The question used to be pretty simple: "has a sufficient portion of the market been priced out to the extent that demand collapses"?

As we've seen in equities / derivatives (and increasingly, commodity) markets - the answer to that question is now perpetually "lol, number go up" because large investment banks have essentially infinite access to free money and will be bailed out if they get in trouble.

On a long enough timeline the end result of this is that more and more Americans write their rent checks to institutional investors. [1]

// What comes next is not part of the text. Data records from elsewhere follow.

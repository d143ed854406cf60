//! Discovery and pairing of image/label volumes on disk.
//!
//! An [`ImagePairLoader`] scans an `images` sub-directory for NIfTI files,
//! derives the matching label path for each by swapping the sub-directory
//! component, and exposes the result as a list of shared [`ImagePair`]s.
//! Attaching a load queue (`set_queue`) switches random access from direct
//! indexing to queue checkouts so only a bounded number of volumes is in
//! memory at once.

use super::error::{ImageError, Result};
use super::pair::ImagePair;
use super::queue::{Checkout, ImageQueue, QueueError};
use super::scaler::ScalerKind;
use log::{info, warn};
use rand::Rng;
use std::ops::Deref;
use std::path::{Path, PathBuf, MAIN_SEPARATOR};
use std::sync::Arc;

/// File-list fallback consumed when an images directory holds no volumes
pub const LIST_OF_FILES: &str = "LIST_OF_FILES.txt";

/// Configures an [`ImagePairLoader`] before discovery runs
#[derive(Debug, Clone)]
pub struct LoaderBuilder {
    base_dir: PathBuf,
    img_subdir: String,
    label_subdir: String,
    sample_weight: f32,
    predict_mode: bool,
}

impl LoaderBuilder {
    #[must_use]
    pub fn new(base_dir: impl Into<PathBuf>) -> Self {
        Self {
            base_dir: base_dir.into(),
            img_subdir: "images".to_string(),
            label_subdir: "labels".to_string(),
            sample_weight: 1.0,
            predict_mode: false,
        }
    }

    #[must_use]
    pub fn img_subdir(mut self, name: impl Into<String>) -> Self {
        self.img_subdir = name.into();
        self
    }

    #[must_use]
    pub fn label_subdir(mut self, name: impl Into<String>) -> Self {
        self.label_subdir = name.into();
        self
    }

    /// Weight attached to every sample drawn from this dataset
    #[must_use]
    pub fn sample_weight(mut self, weight: f32) -> Self {
        self.sample_weight = weight;
        self
    }

    /// Skip label pairing entirely; pairs carry images only
    #[must_use]
    pub fn predict_mode(mut self, predict: bool) -> Self {
        self.predict_mode = predict;
        self
    }

    /// Run discovery and pairing
    pub fn build(self) -> Result<ImagePairLoader> {
        let images_dir = self.base_dir.join(&self.img_subdir);
        let image_paths = discover_images(&images_dir)?;

        let mut pairs = Vec::with_capacity(image_paths.len());
        for image_path in image_paths {
            let label_path = if self.predict_mode {
                None
            } else {
                let label = swap_sub_dir(&image_path, &self.img_subdir, &self.label_subdir)?;
                if !label.exists() {
                    return Err(ImageError::MissingLabel { expected: label });
                }
                Some(label)
            };
            pairs.push(Arc::new(
                ImagePair::new(image_path, label_path).with_sample_weight(self.sample_weight),
            ));
        }

        info!(
            "found {} image pair(s) under '{}'{}",
            pairs.len(),
            images_dir.display(),
            if self.predict_mode { " (predict mode)" } else { "" }
        );
        Ok(ImagePairLoader {
            base_dir: self.base_dir,
            predict_mode: self.predict_mode,
            pairs,
            queue: None,
        })
    }
}

/// An ordered collection of shared image pairs, optionally served through a
/// bounded load queue
#[derive(Debug)]
pub struct ImagePairLoader {
    base_dir: PathBuf,
    predict_mode: bool,
    pairs: Vec<Arc<ImagePair>>,
    queue: Option<ImageQueue>,
}

impl ImagePairLoader {
    /// Discover pairs under `base_dir` with the default `images` / `labels`
    /// sub-directories
    pub fn from_dir(base_dir: impl Into<PathBuf>) -> Result<Self> {
        LoaderBuilder::new(base_dir).build()
    }

    /// An empty loader for manual assembly via [`add_image`](Self::add_image)
    #[must_use]
    pub fn empty(predict_mode: bool) -> Self {
        Self {
            base_dir: PathBuf::new(),
            predict_mode,
            pairs: Vec::new(),
            queue: None,
        }
    }

    #[must_use]
    pub fn base_dir(&self) -> &Path {
        &self.base_dir
    }

    #[must_use]
    pub fn predict_mode(&self) -> bool {
        self.predict_mode
    }

    #[must_use]
    pub fn len(&self) -> usize {
        self.pairs.len()
    }

    #[must_use]
    pub fn is_empty(&self) -> bool {
        self.pairs.is_empty()
    }

    #[must_use]
    pub fn pairs(&self) -> &[Arc<ImagePair>] {
        &self.pairs
    }

    pub fn iter(&self) -> std::slice::Iter<'_, Arc<ImagePair>> {
        self.pairs.iter()
    }

    #[must_use]
    pub fn get(&self, index: usize) -> Option<&Arc<ImagePair>> {
        self.pairs.get(index)
    }

    #[must_use]
    pub fn get_by_id(&self, id: &str) -> Option<&Arc<ImagePair>> {
        self.pairs.iter().find(|p| p.id() == id)
    }

    /// Append a manually constructed pair.
    ///
    /// Pairs added after a queue was attached are not visible to the queue.
    pub fn add_image(&mut self, pair: ImagePair) {
        if self.queue.is_some() {
            warn!(
                "adding image '{}' after the queue was attached; it will not be queued",
                pair.id()
            );
        }
        self.pairs.push(Arc::new(pair));
    }

    /// Merge another loader's pairs into this one
    pub fn add_images(&mut self, other: ImagePairLoader) {
        if self.queue.is_some() {
            warn!("merging loaders after the queue was attached; new pairs will not be queued");
        }
        self.pairs.extend(other.pairs);
    }

    /// Attach a bounded load queue keeping at most `max_load` pairs in
    /// memory.
    ///
    /// A `max_load` of zero or one covering the whole dataset disables
    /// queueing; the loader then behaves as if every pair were loadable
    /// directly.
    pub fn set_queue(&mut self, max_load: usize) -> Result<()> {
        if max_load == 0 || max_load >= self.pairs.len() {
            info!(
                "max load {} covers all {} images; load queue disabled",
                max_load,
                self.pairs.len()
            );
            return Ok(());
        }
        info!("using max load {max_load} over {} images", self.pairs.len());
        self.queue = Some(ImageQueue::new(self.pairs.clone(), max_load)?);
        Ok(())
    }

    #[must_use]
    pub fn queue(&self) -> Option<&ImageQueue> {
        self.queue.as_ref()
    }

    #[must_use]
    pub fn is_queued(&self) -> bool {
        self.queue.is_some()
    }

    /// Draw one random pair, loaded and pinned when a queue is attached
    pub fn get_random<R: Rng + ?Sized>(&self, rng: &mut R) -> Result<PairHandle> {
        match &self.queue {
            Some(queue) => Ok(PairHandle::Queued(queue.checkout(rng)?)),
            None => {
                if self.pairs.is_empty() {
                    return Err(ImageError::NoPairs);
                }
                let index = rng.random_range(0..self.pairs.len());
                Ok(PairHandle::Direct(Arc::clone(&self.pairs[index])))
            }
        }
    }

    /// Draw `n` random pairs. With `unique`, every returned pair is
    /// distinct; through a queue this pins them all at once, so `n` must not
    /// exceed the queue capacity.
    pub fn sample<R: Rng + ?Sized>(
        &self,
        rng: &mut R,
        n: usize,
        unique: bool,
    ) -> Result<Vec<PairHandle>> {
        if unique && n > self.pairs.len() {
            return Err(ImageError::SampleTooLarge {
                requested: n,
                available: self.pairs.len(),
            });
        }
        if let Some(queue) = &self.queue {
            if n > queue.capacity() {
                return Err(QueueError::TooManyPins {
                    requested: n,
                    capacity: queue.capacity(),
                }
                .into());
            }
            let mut handles: Vec<PairHandle> = Vec::with_capacity(n);
            while handles.len() < n {
                let out = queue.checkout(rng)?;
                if unique && handles.iter().any(|h| h.id() == out.id()) {
                    continue;
                }
                handles.push(PairHandle::Queued(out));
            }
            return Ok(handles);
        }
        if self.pairs.is_empty() {
            return Err(ImageError::NoPairs);
        }
        let handles = if unique {
            rand::seq::index::sample(rng, self.pairs.len(), n)
                .into_iter()
                .map(|i| PairHandle::Direct(Arc::clone(&self.pairs[i])))
                .collect()
        } else {
            (0..n)
                .map(|_| {
                    let i = rng.random_range(0..self.pairs.len());
                    PairHandle::Direct(Arc::clone(&self.pairs[i]))
                })
                .collect()
        };
        Ok(handles)
    }

    /// Load every pair (eagerly, or via the queue's entry hook) and fit the
    /// given intensity scaler on each image
    pub fn prepare(&self, scaler: ScalerKind) -> Result<()> {
        match &self.queue {
            Some(queue) => {
                queue.set_entry_hook(move |pair| {
                    pair.load()?;
                    pair.apply_scaler(scaler)?;
                    Ok(())
                });
                Ok(())
            }
            None => {
                for pair in &self.pairs {
                    if !pair.is_loaded() {
                        pair.load()?;
                        pair.apply_scaler(scaler)?;
                    }
                }
                Ok(())
            }
        }
    }

    /// Balanced per-class weights over every label volume: `total / (classes
    /// * count)`, zero for classes that never occur.
    ///
    /// Loads pairs as needed; with `unload_after` each pair is unloaded once
    /// counted.
    pub fn get_class_weights(&self, unload_after: bool) -> Result<Vec<f32>> {
        if self.predict_mode {
            return Err(ImageError::PredictMode);
        }
        if self.pairs.is_empty() {
            return Err(ImageError::NoPairs);
        }
        let mut counts: Vec<u64> = Vec::new();
        for pair in &self.pairs {
            pair.load()?;
            {
                let view = pair.view()?;
                let labels = view
                    .labels()
                    .ok_or_else(|| ImageError::UnlabeledImage(pair.id().to_string()))?;
                for &class in labels {
                    let class = class as usize;
                    if class >= counts.len() {
                        counts.resize(class + 1, 0);
                    }
                    counts[class] += 1;
                }
            }
            if unload_after {
                pair.unload();
            }
        }
        let total: u64 = counts.iter().sum();
        let n_classes = counts.len() as f64;
        let weights: Vec<f32> = counts
            .iter()
            .map(|&c| {
                if c == 0 {
                    0.0
                } else {
                    (total as f64 / (n_classes * c as f64)) as f32
                }
            })
            .collect();
        info!("class weights over {} pairs: {weights:?}", self.pairs.len());
        Ok(weights)
    }

    /// Largest physical axis extent across all pairs, loading them as needed
    pub fn max_real_extent(&self) -> Result<f32> {
        if self.pairs.is_empty() {
            return Err(ImageError::NoPairs);
        }
        let mut max = 0.0f32;
        for pair in &self.pairs {
            pair.load()?;
            for extent in pair.real_extent()? {
                max = max.max(extent);
            }
        }
        Ok(max)
    }
}

impl<'a> IntoIterator for &'a ImagePairLoader {
    type Item = &'a Arc<ImagePair>;
    type IntoIter = std::slice::Iter<'a, Arc<ImagePair>>;

    fn into_iter(self) -> Self::IntoIter {
        self.pairs.iter()
    }
}

/// A drawn pair: either a plain shared reference or a queue checkout that
/// pins its pair in memory while held
#[derive(Debug)]
pub enum PairHandle {
    Direct(Arc<ImagePair>),
    Queued(Checkout),
}

impl Deref for PairHandle {
    type Target = ImagePair;

    fn deref(&self) -> &ImagePair {
        match self {
            PairHandle::Direct(pair) => pair,
            PairHandle::Queued(out) => out,
        }
    }
}

fn discover_images(images_dir: &Path) -> Result<Vec<PathBuf>> {
    let mut found = Vec::new();
    if images_dir.is_dir() {
        for entry in std::fs::read_dir(images_dir)? {
            let path = entry?.path();
            let name = path
                .file_name()
                .map(|n| n.to_string_lossy().into_owned())
                .unwrap_or_default();
            if path.is_file() && (name.ends_with(".nii") || name.ends_with(".nii.gz")) {
                found.push(path);
            }
        }
    }
    found.sort();
    if !found.is_empty() {
        return Ok(found);
    }

    // fall back to an explicit file list, as written by `cv-split --file-list`
    let list_path = images_dir.join(LIST_OF_FILES);
    if list_path.is_file() {
        let listed = std::fs::read_to_string(&list_path)?;
        for line in listed.lines().map(str::trim).filter(|l| !l.is_empty()) {
            let path = PathBuf::from(line);
            if !path.exists() {
                return Err(ImageError::MissingListedFile(path));
            }
            found.push(path);
        }
        found.sort();
    }
    if found.is_empty() {
        return Err(ImageError::EmptyImageDir(images_dir.to_path_buf()));
    }
    Ok(found)
}

/// Derive a sibling path by swapping one path component, e.g. `images` for
/// `labels`
fn swap_sub_dir(path: &Path, from: &str, to: &str) -> Result<PathBuf> {
    let needle = format!("{MAIN_SEPARATOR}{from}{MAIN_SEPARATOR}");
    let replacement = format!("{MAIN_SEPARATOR}{to}{MAIN_SEPARATOR}");
    let text = path.to_string_lossy();
    if !text.contains(&needle) {
        return Err(ImageError::SubDirNotInPath {
            path: path.to_path_buf(),
            sub_dir: from.to_string(),
        });
    }
    Ok(PathBuf::from(text.replace(&needle, &replacement)))
}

Sure, many Americans own their homes now (or have a nice cushion of equity). But what happens as wage growth continues to stay relatively flat while cost of living rises dramatically and folks need money for medical bills or their kid's college tuition (or w/e)? They sell and become renters.

There's a pretty bleak future for American housing absent regulation in this space.

[1] - https://www.theatlantic.com/technology/archive/2019/02/singl...


> more and more Americans write their rent checks to institutional investors

Homes as a wealth vehicle has been the standing wisdom for a while. That being less and less true (by virtue of requiring a higher and higher degree of wealth to even play) is scary in that there isn't an immediately obvious alternative with nearly the same odds. Also scary in that a lot (a lot a lot) of rules have been written and enshrined with the assumption of that fading wisdom.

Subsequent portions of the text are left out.